For an impact crusher to preform, it requires a large expansion, or explosion chamber, for material breakage. This is where we start to see the difference between a New Holland and an Andreas.
Generally speaking, an Andreas expansion chamber is shorter and wider than a New Holland design, which is taller and narrower. Producers should choose the correct size and style depending on placement, overhead room and desired output.
Regardless of the style of the impact crusher, the theory behind the machines is the same. Reduction of material fed into the crusher is accomplished in three ways:
1. Material is struck by the rotating impeller bar.
2. Material is thrown against breaker bars (or plates) or apron curtains.
3. Rock-on-rock breakage as impacted rock strikes feed rock inside the expansion chamber
The Andreas machine consists of three different stages of material fragmentation. With the chamber being shorter and wider, there is more rock being sheared between the curtains and the rotor. Basically, the machine does most of the work for reducing the feed material.
Illustration of the crushing that takes place inside an Andreas Impact Crusher.
The New Holland machine also consists of three different stages of material fragmentation. The chamber on the New Holland is much larger and allows the rock to move more freely inside the chamber. This causes an increase in rock-on-rock breaking, doing some of the work for the crusher’s components. The result is less fines produced than the Andreas and less connected horsepower needed.

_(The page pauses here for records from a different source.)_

//! Typed claims
//!
//! A [`Claim`] is a single key/value pair destined for a token. Claim keys
//! that name one of the IANA registered JWT claims, either by their short
//! name or by a long-form alias, are recognized case-insensitively and mapped
//! to the canonical short name by [`Claim::field()`].
//!
//! Integers are stored as floating point numbers. JSON carries a single
//! number type, so this is the form in which they come back out of a
//! verified token, and `Claim::int("n", 99)` compares equal to the decoded
//! claim.

use std::{fmt, time::SystemTime};

use serde_json::Value;

use crate::{clock::Timestamp, error};

/// The registered claim name for the JWT issuer
pub const ISSUER: &str = "iss";
/// The registered claim name for the JWT subject
pub const SUBJECT: &str = "sub";
/// The registered claim name for the JWT audience
pub const AUDIENCE: &str = "aud";
/// The registered claim name for the JWT expiry time
pub const EXPIRES: &str = "exp";
/// The registered claim name for the JWT not before time
pub const NOT_BEFORE: &str = "nbf";
/// The registered claim name for the JWT issue time
pub const ISSUED: &str = "iat";
/// The registered claim name for the JWT ID
pub const ID: &str = "jti";

/// The extension claim carrying the online flag
pub const ONLINE: &str = "onl";
/// The extension claim carrying a client fingerprint
pub const FINGERPRINT: &str = "fpt";

const REGISTERED: [(&str, &str); 7] = [
    (ISSUER, "issuer"),
    (SUBJECT, "subject"),
    (AUDIENCE, "audience"),
    (EXPIRES, "expires"),
    (NOT_BEFORE, "notbefore"),
    (ISSUED, "issued"),
    (ID, "id"),
];

/// Maps a claim key to its canonical registered claim name, if it names one
///
/// ```
/// use claimsmith::claim;
///
/// assert_eq!(claim::registered_name("Subject"), Some(claim::SUBJECT));
/// assert_eq!(claim::registered_name("NBF"), Some(claim::NOT_BEFORE));
/// assert_eq!(claim::registered_name("custom"), None);
/// ```
#[must_use]
pub fn registered_name(key: &str) -> Option<&'static str> {
    REGISTERED
        .iter()
        .find(|(short, long)| key.eq_ignore_ascii_case(short) || key.eq_ignore_ascii_case(long))
        .map(|&(short, _)| short)
}

/// The type of value carried by a claim
#[derive(Clone, Copy, Debug, Hash, PartialEq, Eq)]
#[non_exhaustive]
pub enum ClaimType {
    /// A UTF-8 string
    String,
    /// A boolean
    Bool,
    /// A 64-bit floating point number, also used for all integer widths
    Float,
    /// A point in time
    Time,
    /// An arbitrary JSON value, carried without further type information
    Reflect,
}

impl fmt::Display for ClaimType {
    fn fmt(&self, f: &mut fmt::Formatter) -> fmt::Result {
        let s = match self {
            Self::String => "string",
            Self::Bool => "bool",
            Self::Float => "float",
            Self::Time => "time",
            Self::Reflect => "reflect",
        };

        f.write_str(s)
    }
}

/// The value of a claim
#[derive(Clone, Debug, PartialEq)]
pub enum ClaimValue {
    /// A UTF-8 string
    String(String),
    /// A boolean
    Bool(bool),
    /// A number
    Float(f64),
    /// A point in time
    Time(Timestamp),
    /// An opaque JSON value
    ///
    /// Values of this kind are carried through a token as-is. Only their
    /// JSON form is preserved, so after a round trip they can be compared by
    /// display but not by the Rust type they were built from.
    Reflect(Value),
}

impl ClaimValue {
    /// The type tag for this value
    #[must_use]
    pub fn claim_type(&self) -> ClaimType {
        match self {
            Self::String(_) => ClaimType::String,
            Self::Bool(_) => ClaimType::Bool,
            Self::Float(_) => ClaimType::Float,
            Self::Time(_) => ClaimType::Time,
            Self::Reflect(_) => ClaimType::Reflect,
        }
    }
}

impl fmt::Display for ClaimValue {
    fn fmt(&self, f: &mut fmt::Formatter) -> fmt::Result {
        match self {
            Self::String(s) => f.write_str(s),
            Self::Bool(b) => fmt::Display::fmt(b, f),
            Self::Float(n) => fmt::Display::fmt(n, f),
            Self::Time(t) => fmt::Display::fmt(&t.as_unix_secs_f64(), f),
            Self::Reflect(v) => fmt::Display::fmt(v, f),
        }
    }
}

impl From<String> for ClaimValue {
    #[inline]
    fn from(val: String) -> Self {
        Self::String(val)
    }
}

impl From<&'_ str> for ClaimValue {
    #[inline]
    fn from(val: &str) -> Self {
        Self::String(val.to_owned())
    }
}

impl From<bool> for ClaimValue {
    #[inline]
    fn from(val: bool) -> Self {
        Self::Bool(val)
    }
}

impl From<f64> for ClaimValue {
    #[inline]
    fn from(val: f64) -> Self {
        Self::Float(val)
    }
}

macro_rules! numeric_claim_values {
    ($($t:ty),* $(,)?) => {
        $(
            impl From<$t> for ClaimValue {
                #[inline]
                fn from(val: $t) -> Self {
                    Self::Float(val as f64)
                }
            }
        )*
    };
}

numeric_claim_values!(f32, i8, i16, i32, i64, isize, u8, u16, u32, u64, usize);

impl From<Timestamp> for ClaimValue {
    #[inline]
    fn from(val: Timestamp) -> Self {
        Self::Time(val)
    }
}

impl From<SystemTime> for ClaimValue {
    #[inline]
    fn from(val: SystemTime) -> Self {
        Self::Time(Timestamp::from(val))
    }
}

/// Picks the closest concrete type for a JSON value
///
/// Numbers become floats, strings and booleans keep their type, and
/// anything else (`null`, arrays and objects) is carried opaquely.
impl From<Value> for ClaimValue {
    fn from(val: Value) -> Self {
        match val {
            Value::Bool(b) => Self::Bool(b),
            Value::String(s) => Self::String(s),
            Value::Number(n) => match n.as_f64() {
                Some(f) => Self::Float(f),
                None => Self::Reflect(Value::Number(n)),
            },
            other => Self::Reflect(other),
        }
    }
}

/// A single typed claim
#[derive(Clone, Debug, PartialEq)]
#[must_use]
pub struct Claim {
    key: String,
    value: ClaimValue,
}

impl Claim {
    /// Constructs a claim from a key and an already typed value
    pub fn new(key: impl Into<String>, value: ClaimValue) -> Self {
        Self {
            key: key.into(),
            value,
        }
    }

    /// Constructs a string claim
    pub fn string(key: impl Into<String>, val: impl Into<String>) -> Self {
        Self::new(key, ClaimValue::String(val.into()))
    }

    /// Constructs a boolean claim
    pub fn bool(key: impl Into<String>, val: bool) -> Self {
        Self::new(key, ClaimValue::Bool(val))
    }

    /// Constructs a numeric claim
    pub fn float(key: impl Into<String>, val: f64) -> Self {
        Self::new(key, ClaimValue::Float(val))
    }

    /// Constructs a numeric claim from a signed integer
    ///
    /// The value is stored as a float, matching what a decoded token yields.
    pub fn int(key: impl Into<String>, val: i64) -> Self {
        Self::float(key, val as f64)
    }

    /// Constructs a numeric claim from an unsigned integer
    ///
    /// The value is stored as a float, matching what a decoded token yields.
    pub fn uint(key: impl Into<String>, val: u64) -> Self {
        Self::float(key, val as f64)
    }

    /// Constructs a time claim
    pub fn time(key: impl Into<String>, val: impl Into<Timestamp>) -> Self {
        Self::new(key, ClaimValue::Time(val.into()))
    }

    /// Constructs a claim carrying an opaque JSON value
    ///
    /// Prefer [`Claim::any()`], which keeps the concrete type for strings,
    /// booleans, numbers and times.
    pub fn reflect(key: impl Into<String>, val: impl Into<Value>) -> Self {
        Self::new(key, ClaimValue::Reflect(val.into()))
    }

    /// Constructs a claim from any value with a known claim representation
    ///
    /// ```
    /// use claimsmith::{Claim, ClaimType};
    ///
    /// assert_eq!(Claim::any("n", 99_u8), Claim::int("n", 99));
    /// assert_eq!(Claim::any("s", "foobar"), Claim::string("s", "foobar"));
    /// assert_eq!(Claim::any("v", serde_json::json!([1, 2])).claim_type(), ClaimType::Reflect);
    /// ```
    pub fn any(key: impl Into<String>, val: impl Into<ClaimValue>) -> Self {
        Self::new(key, val.into())
    }

    /// The key as supplied
    #[must_use]
    pub fn key(&self) -> &str {
        &self.key
    }

    /// The value
    #[must_use]
    pub fn value(&self) -> &ClaimValue {
        &self.value
    }

    /// The type of the value
    #[must_use]
    pub fn claim_type(&self) -> ClaimType {
        self.value.claim_type()
    }

    /// Splits the claim into its key and value
    #[must_use]
    pub fn into_parts(self) -> (String, ClaimValue) {
        (self.key, self.value)
    }

    /// Whether the key names an IANA registered JWT claim
    #[must_use]
    pub fn is_registered(&self) -> bool {
        registered_name(&self.key).is_some()
    }

    /// The JWT field name for this claim
    ///
    /// Registered claims map to their canonical short name; all other keys
    /// are returned unchanged.
    #[must_use]
    pub fn field(&self) -> &str {
        registered_name(&self.key).unwrap_or(&self.key)
    }

    /// The string value
    ///
    /// # Errors
    ///
    /// Returns an error if the claim does not carry a string.
    pub fn as_str(&self) -> Result<&str, error::InvalidClaimType> {
        match &self.value {
            ClaimValue::String(s) => Ok(s),
            other => Err(error::invalid_claim_type(
                ClaimType::String,
                other.claim_type(),
            )),
        }
    }

    /// The boolean value
    ///
    /// # Errors
    ///
    /// Returns an error if the claim does not carry a boolean.
    pub fn as_bool(&self) -> Result<bool, error::InvalidClaimType> {
        match self.value {
            ClaimValue::Bool(b) => Ok(b),
            ref other => Err(error::invalid_claim_type(
                ClaimType::Bool,
                other.claim_type(),
            )),
        }
    }

    /// The numeric value
    ///
    /// # Errors
    ///
    /// Returns an error if the claim does not carry a number.
    pub fn as_float(&self) -> Result<f64, error::InvalidClaimType> {
        match self.value {
            ClaimValue::Float(n) => Ok(n),
            ref other => Err(error::invalid_claim_type(
                ClaimType::Float,
                other.claim_type(),
            )),
        }
    }

    /// The time value
    ///
    /// Numeric claims are read as seconds since the Unix epoch, which is how
    /// time-valued extension claims come out of a verified token.
    ///
    /// # Errors
    ///
    /// Returns an error if the claim carries neither a time nor a number.
    pub fn as_time(&self) -> Result<Timestamp, error::InvalidClaimType> {
        match self.value {
            ClaimValue::Time(t) => Ok(t),
            ClaimValue::Float(secs) => Ok(Timestamp::from_unix_secs_f64(secs)),
            ref other => Err(error::invalid_claim_type(
                ClaimType::Time,
                other.claim_type(),
            )),
        }
    }
}
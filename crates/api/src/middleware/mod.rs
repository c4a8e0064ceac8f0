//! Request extractors and response middleware.
//!
//! - [`json::JsonBody`] -- JSON body extractor that rejects with the `{ "message" }` envelope.
//! - [`error_detail::expose_error_detail`] -- development-only `"error"` field on 500 responses.

pub mod error_detail;
pub mod json;
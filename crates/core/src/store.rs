//! Persistence seam for projects and tasks.
//!
//! Implementations receive already-validated input ([`NewProject`],
//! [`TaskChanges`], ...). Lookups that miss return `Ok(None)`; callers decide
//! which entity to report as not found.

use async_trait::async_trait;

use crate::error::CoreError;
use crate::project::{NewProject, Project, ProjectChanges};
use crate::task::{NewTask, Task, TaskChanges};

#[async_trait]
pub trait ProjectStore: Send + Sync {
    /// Short backend name for logs and health output.
    fn backend_name(&self) -> &'static str;

    /// Reject project ids that can never resolve in this backend.
    ///
    /// Backends with opaque string ids accept anything.
    fn check_project_id(&self, _id: &str) -> Result<(), CoreError> {
        Ok(())
    }

    /// Reject task ids that can never resolve in this backend.
    fn check_task_id(&self, _id: &str) -> Result<(), CoreError> {
        Ok(())
    }

    /// Verify the backend is reachable.
    async fn health_check(&self) -> Result<(), CoreError>;

    // --- Projects ---

    /// All projects, newest first.
    async fn list_projects(&self) -> Result<Vec<Project>, CoreError>;

    async fn find_project(&self, id: &str) -> Result<Option<Project>, CoreError>;

    async fn create_project(&self, input: &NewProject) -> Result<Project, CoreError>;

    /// Returns `None` if no project with `id` exists.
    async fn update_project(
        &self,
        id: &str,
        changes: &ProjectChanges,
    ) -> Result<Option<Project>, CoreError>;

    /// Delete a project and every task referencing it. Returns the removed
    /// project, or `None` if it did not exist.
    async fn delete_project(&self, id: &str) -> Result<Option<Project>, CoreError>;

    // --- Tasks ---

    /// Tasks of one project in creation order.
    async fn list_tasks(&self, project_id: &str) -> Result<Vec<Task>, CoreError>;

    /// Tasks of every project in `project_ids`, in creation order.
    async fn list_tasks_for_projects(
        &self,
        project_ids: &[String],
    ) -> Result<Vec<Task>, CoreError>;

    /// Returns `None` unless the task exists and belongs to `project_id`.
    async fn find_task(&self, project_id: &str, task_id: &str) -> Result<Option<Task>, CoreError>;

    /// Returns `None` if the project does not exist.
    async fn create_task(
        &self,
        project_id: &str,
        input: &NewTask,
    ) -> Result<Option<Task>, CoreError>;

    /// Returns `None` unless the task exists and belongs to `project_id`.
    async fn update_task(
        &self,
        project_id: &str,
        task_id: &str,
        changes: &TaskChanges,
    ) -> Result<Option<Task>, CoreError>;

    /// Returns `None` unless the task exists and belongs to `project_id`.
    async fn delete_task(
        &self,
        project_id: &str,
        task_id: &str,
    ) -> Result<Option<Task>, CoreError>;
}
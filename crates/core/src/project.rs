//! Project entity, request DTOs and their validated forms.

use serde::{Deserialize, Serialize};

use crate::error::CoreError;
use crate::task::Task;
use crate::types::{EntityId, Timestamp};
use crate::validation::{
    check_max_length, normalize_participants, required_trimmed, trimmed_or_empty,
    MAX_PROJECT_DESCRIPTION_LENGTH, MAX_PROJECT_NAME_LENGTH,
};

/// A stored project. Tasks are not owned here; see [`ProjectWithTasks`].
#[derive(Debug, Clone, PartialEq, Eq, Serialize, Deserialize)]
#[serde(rename_all = "camelCase")]
pub struct Project {
    pub id: EntityId,
    pub name: String,
    #[serde(default)]
    pub description: String,
    #[serde(default)]
    pub participants: Vec<String>,
    pub created_at: Timestamp,
    pub updated_at: Timestamp,
}

/// A project joined with the tasks that reference it.
#[derive(Debug, Clone, PartialEq, Eq, Serialize, Deserialize)]
pub struct ProjectWithTasks {
    #[serde(flatten)]
    pub project: Project,
    #[serde(default)]
    pub tasks: Vec<Task>,
}

impl ProjectWithTasks {
    pub fn new(project: Project, tasks: Vec<Task>) -> Self {
        Self { project, tasks }
    }

    pub fn id(&self) -> &str {
        &self.project.id
    }
}

/// DTO for creating a project.
///
/// Fields are optional at the type level so missing values surface as
/// validation errors rather than deserialization failures.
#[derive(Debug, Clone, Default, Serialize, Deserialize)]
pub struct CreateProject {
    #[serde(default, skip_serializing_if = "Option::is_none")]
    pub name: Option<String>,
    #[serde(default, skip_serializing_if = "Option::is_none")]
    pub description: Option<String>,
    #[serde(default, skip_serializing_if = "Option::is_none")]
    pub participants: Option<Vec<String>>,
}

/// DTO for updating a project. `name` is required on every update; the
/// other fields are left unchanged when absent.
#[derive(Debug, Clone, Default, Serialize, Deserialize)]
pub struct UpdateProject {
    #[serde(default, skip_serializing_if = "Option::is_none")]
    pub name: Option<String>,
    #[serde(default, skip_serializing_if = "Option::is_none")]
    pub description: Option<String>,
    #[serde(default, skip_serializing_if = "Option::is_none")]
    pub participants: Option<Vec<String>>,
}

/// A validated, normalized project ready to be persisted.
#[derive(Debug, Clone, PartialEq, Eq)]
pub struct NewProject {
    pub name: String,
    pub description: String,
    pub participants: Vec<String>,
}

/// Validated changes to apply to an existing project.
#[derive(Debug, Clone, PartialEq, Eq)]
pub struct ProjectChanges {
    pub name: String,
    pub description: Option<String>,
    pub participants: Option<Vec<String>>,
}

impl CreateProject {
    pub fn named(name: impl Into<String>) -> Self {
        Self {
            name: Some(name.into()),
            ..Self::default()
        }
    }

    pub fn validate(&self) -> Result<NewProject, CoreError> {
        let name = validate_name(self.name.as_deref())?;
        let description = trimmed_or_empty(self.description.as_deref());
        validate_description(&description)?;
        let participants = match &self.participants {
            Some(p) => normalize_participants(p)?,
            None => Vec::new(),
        };
        Ok(NewProject {
            name,
            description,
            participants,
        })
    }
}

impl UpdateProject {
    pub fn named(name: impl Into<String>) -> Self {
        Self {
            name: Some(name.into()),
            ..Self::default()
        }
    }

    pub fn validate(&self) -> Result<ProjectChanges, CoreError> {
        let name = validate_name(self.name.as_deref())?;
        let description = match self.description.as_deref() {
            Some(d) => {
                let d = d.trim().to_string();
                validate_description(&d)?;
                Some(d)
            }
            None => None,
        };
        let participants = self
            .participants
            .as_deref()
            .map(normalize_participants)
            .transpose()?;
        Ok(ProjectChanges {
            name,
            description,
            participants,
        })
    }
}

impl ProjectChanges {
    /// Apply these changes to `project` in place. Does not touch timestamps.
    pub fn apply_to(&self, project: &mut Project) {
        project.name.clone_from(&self.name);
        if let Some(description) = &self.description {
            project.description.clone_from(description);
        }
        if let Some(participants) = &self.participants {
            project.participants.clone_from(participants);
        }
    }
}

fn validate_name(name: Option<&str>) -> Result<String, CoreError> {
    let name = required_trimmed(name)
        .ok_or_else(|| CoreError::Validation("Project name is required".into()))?;
    check_max_length(
        &name,
        MAX_PROJECT_NAME_LENGTH,
        "Project name cannot exceed 200 characters",
    )?;
    Ok(name)
}

fn validate_description(description: &str) -> Result<(), CoreError> {
    check_max_length(
        description,
        MAX_PROJECT_DESCRIPTION_LENGTH,
        "Description cannot exceed 1000 characters",
    )
}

Illustration of the crushing that takes place inside a New Holland Impact Crusher.
The Andreas crusher with the short and wide expansion chamber comes equipped with replaceable wear components and some type of hydraulic opening to gain access to service internal wear items.
The New Holland machine is the opposite. It has a tall and narrow expansion chamber that allows for that rock-on-rock breaking and is usually installed in places where taller head room isn’t an issue.
Before the hydraulic opening was added to the New Holland, small access doors were installed on the side of the machine. Even with these, it was still tough to access and work on the machine. Wear parts could not be replaced, but rather were welded on to maintain their production edge.
Hydraulic opening of the hood allows for unencumbered access to the interior of the New Holland Crusher.
To gain better access and to better service the crusher, a hydraulic opening and replaceable wear parts are standard on the New Holland machine of today.
Depending on your material and crushing needs the New Holland and Andreas also offer different costs to operate. The New Holland machine is known for its massive, heavy-duty rotor and high inertia for lower horsepower needs, as compared to the Andreas machine. A New Holland generally requires ½ HP per ton of feed material versus ¾ HP per ton for the Andreas.
Majority of salable product sizes used in asphalt, concrete and base fall in the ¼” to 1-1/2” range.
You can dial in your desired finished product gradation by adjusting both the speed at which the rotor turns and the gap setting between the rotor and the breaker plates.
Because an impactor works on the theory of mass and velocity, increasing the speed will increase the work, resulting in a finer output. Increasing speed generally increases wear rates as well. Adjusting one less apron curtain of the New Holland versus the horizontal chamber with two curtains of the Andreas can also alter your desired output.
While every site’s material will act differently in a crusher, there is an increase of desired product produced in a single pass with a New Holland machine, while also lessening the demand of all downstream crushing and processing equipment (see the chart below).
The New Holland and Andreas impactors are proven crushers with a long history. While there are many similarities between the two, there are different benefits to each machine. It’s important to choose the correct impact crusher for your site depending on your placement of the machine and your desired output.